Person: Harold K. Carlson

Microorganisms are found in nearly every surface and near-surface environment, where they gain energy by catalyzing reactions among a wide variety of chemical compounds. The discovery of new catabolic strategies and microbial habitats can therefore be guided by determining which redox reactions can supply energy under environmentally-relevant conditions. In this study, we have explored the thermodynamic potential of redox reactions involving manganese, one of the most abundant transition metals in the Earth’s crust. In particular, we have assessed the Gibbs energies of comproportionation and disproportionation reactions involving Mn²⁺ and several Mn-bearing oxide and oxyhydroxide minerals containing Mn in the +II, +III, and +IV oxidation states as a function of temperature (0–100°C) and pH (1–13).
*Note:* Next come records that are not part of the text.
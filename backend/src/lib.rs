//! Regional Weather Dashboard - Backend
//!
//! Serves synthesized regional forecasts for Thailand as daily slides and
//! monthly or weekly averages, with citizen portal login.

use axum::{routing::get, Router};
use std::sync::Arc;
use tower_http::{
    cors::{Any, CorsLayer},
    trace::TraceLayer,
};
use tracing_subscriber::{layer::SubscriberExt, util::SubscriberInitExt, EnvFilter};

pub mod cache;
pub mod config;
pub mod error;
pub mod external;
pub mod handlers;
pub mod middleware;
pub mod routes;
pub mod services;

pub use crate::config::Config;
use crate::config::LoggingConfig;
use crate::error::AppResult;
use crate::external::{CzpClient, CzpSettings};
use crate::services::{DashboardService, SessionService, SsoService};

/// Application state shared across handlers
#[derive(Clone)]
pub struct AppState {
    pub db: sqlx::PgPool,
    pub config: Arc<Config>,
    pub sessions: SessionService,
    pub sso: SsoService,
    pub dashboard: DashboardService,
}

impl AppState {
    /// Wire services from configuration
    ///
    /// Incomplete citizen portal settings leave login disabled; logins then
    /// fail with a configuration error instead of preventing startup.
    pub fn new(db: sqlx::PgPool, config: Config) -> AppResult<Self> {
        let schedule = config.dashboard.schedule()?;
        let local = config.dashboard.local_offset()?;
        let sessions = SessionService::new(&config.session);

        let czp = match CzpSettings::from_config(&config.czp) {
            Ok(settings) => Some(CzpClient::new(settings)),
            Err(err) => {
                tracing::warn!(error = %err, "Citizen portal login disabled");
                None
            }
        };

        Ok(Self {
            dashboard: DashboardService::new(db.clone(), schedule, local),
            sso: SsoService::new(czp, sessions.clone()),
            sessions,
            config: Arc::new(config),
            db,
        })
    }
}

/// Install the global tracing subscriber
pub fn init_tracing(logging: &LoggingConfig) {
    let filter = EnvFilter::try_from_default_env().unwrap_or_else(|_| {
        "weather_dashboard_backend=debug,wxd_server=debug,wxd_seed=info,tower_http=debug,sqlx=warn"
            .into()
    });

    let registry = tracing_subscriber::registry().with(filter);
    if logging.format == "json" {
        registry.with(tracing_subscriber::fmt::layer().json()).init();
    } else {
        registry.with(tracing_subscriber::fmt::layer()).init();
    }
}

/// Create the application router with all routes and middleware
pub fn create_app(state: AppState) -> Router {
    // CORS configuration
    let cors = CorsLayer::new()
        .allow_origin(Any)
        .allow_methods(Any)
        .allow_headers(Any);

    Router::new()
        .route("/", get(root))
        .route("/health", get(handlers::health_check))
        .nest("/api", routes::api_routes(state.clone()))
        .layer(TraceLayer::new_for_http())
        .layer(cors)
        .with_state(state)
}

/// Root endpoint
async fn root() -> &'static str {
    "Regional Weather Dashboard API"
}
//! Forecast regions and their synthesis profiles

use serde::{Deserialize, Serialize};
use std::fmt;
use std::str::FromStr;

use crate::error::DomainError;

/// One of the seven dashboard regions
///
/// The Thai name is the persisted and wire representation.
#[derive(Debug, Clone, Copy, PartialEq, Eq, Hash, PartialOrd, Ord)]
pub enum Region {
    North,
    Northeast,
    Central,
    East,
    SouthEastCoast,
    SouthWestCoast,
    BangkokMetropolitan,
}

/// Base climate used when synthesizing a region's forecasts
#[derive(Debug, Clone, Copy, PartialEq)]
pub struct RegionProfile {
    pub base_temperature_c: f64,
    /// Fraction that centers the rain percentage
    ///
    /// Kept at or below 0.5 so cloud cover stays under 80% and the sky
    /// cover percentages never sum past 100.
    pub rain_bias: f64,
}

impl Region {
    pub const ALL: [Region; 7] = [
        Region::North,
        Region::Northeast,
        Region::Central,
        Region::East,
        Region::SouthEastCoast,
        Region::SouthWestCoast,
        Region::BangkokMetropolitan,
    ];

    pub fn name_th(&self) -> &'static str {
        match self {
            Region::North => "ภาคเหนือ",
            Region::Northeast => "ภาคตะวันออกเฉียงเหนือ",
            Region::Central => "ภาคกลาง",
            Region::East => "ภาคตะวันออก",
            Region::SouthEastCoast => "ภาคใต้(ฝั่งตะวันออก)",
            Region::SouthWestCoast => "ภาคใต้(ฝั่งตะวันตก)",
            Region::BangkokMetropolitan => "กรุงเทพและปริมณฑล",
        }
    }

    pub fn profile(&self) -> RegionProfile {
        let (base_temperature_c, rain_bias) = match self {
            Region::North => (24.0, 0.35),
            Region::Northeast => (28.0, 0.25),
            Region::Central => (30.0, 0.3),
            Region::East => (29.0, 0.35),
            Region::SouthEastCoast => (28.0, 0.45),
            Region::SouthWestCoast => (28.0, 0.5),
            Region::BangkokMetropolitan => (31.0, 0.28),
        };
        RegionProfile {
            base_temperature_c,
            rain_bias,
        }
    }
}

impl fmt::Display for Region {
    fn fmt(&self, f: &mut fmt::Formatter<'_>) -> fmt::Result {
        f.write_str(self.name_th())
    }
}

impl FromStr for Region {
    type Err = DomainError;

    fn from_str(s: &str) -> Result<Self, Self::Err> {
        Region::ALL
            .into_iter()
            .find(|r| r.name_th() == s)
            .ok_or_else(|| DomainError::UnknownRegion(s.to_string()))
    }
}

impl Serialize for Region {
    fn serialize<S: serde::Serializer>(&self, serializer: S) -> Result<S::Ok, S::Error> {
        serializer.serialize_str(self.name_th())
    }
}

impl<'de> Deserialize<'de> for Region {
    fn deserialize<D: serde::Deserializer<'de>>(deserializer: D) -> Result<Self, D::Error> {
        let name = String::deserialize(deserializer)?;
        name.parse().map_err(serde::de::Error::custom)
    }
}

#[cfg(test)]
mod tests {
    use super::*;

    #[test]
    fn test_region_names_round_trip() {
        for region in Region::ALL {
            assert_eq!(region.name_th().parse::<Region>().unwrap(), region);
        }
    }

    #[test]
    fn test_unknown_region() {
        assert!("ภาคอีสาน".parse::<Region>().is_err());
    }

    #[test]
    fn test_profiles_are_sane() {
        for region in Region::ALL {
            let p = region.profile();
            assert!((0.0..=1.0).contains(&p.rain_bias));
            assert!(p.base_temperature_c > 20.0 && p.base_temperature_c < 35.0);
        }
    }
}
In addition, we also calculated the energetic potential of Mn²⁺ oxidation coupled to O₂, NO₂^–, NO₃^–, and FeOOH. Results show that these reactions—none of which, except O₂ + Mn²⁺, are known catabolisms—can provide energy to microorganisms, particularly at higher pH values and temperatures. Comproportionation between Mn²⁺ and pyrolusite, for example, can yield 10 s of kJ (mol Mn)^–1. Disproportionation of Mn³⁺ can yield more than 100 kJ (mol Mn)^–1 at conditions relevant to natural settings such as sediments, ferromanganese nodules and crusts, bioreactors and suboxic portions of the water column. Of the Mn²⁺ oxidation reactions, the one with nitrite as the electron acceptor is most energy yielding under most combinations of pH and temperature. We posit that several Mn redox reactions represent heretofore unknown microbial metabolisms.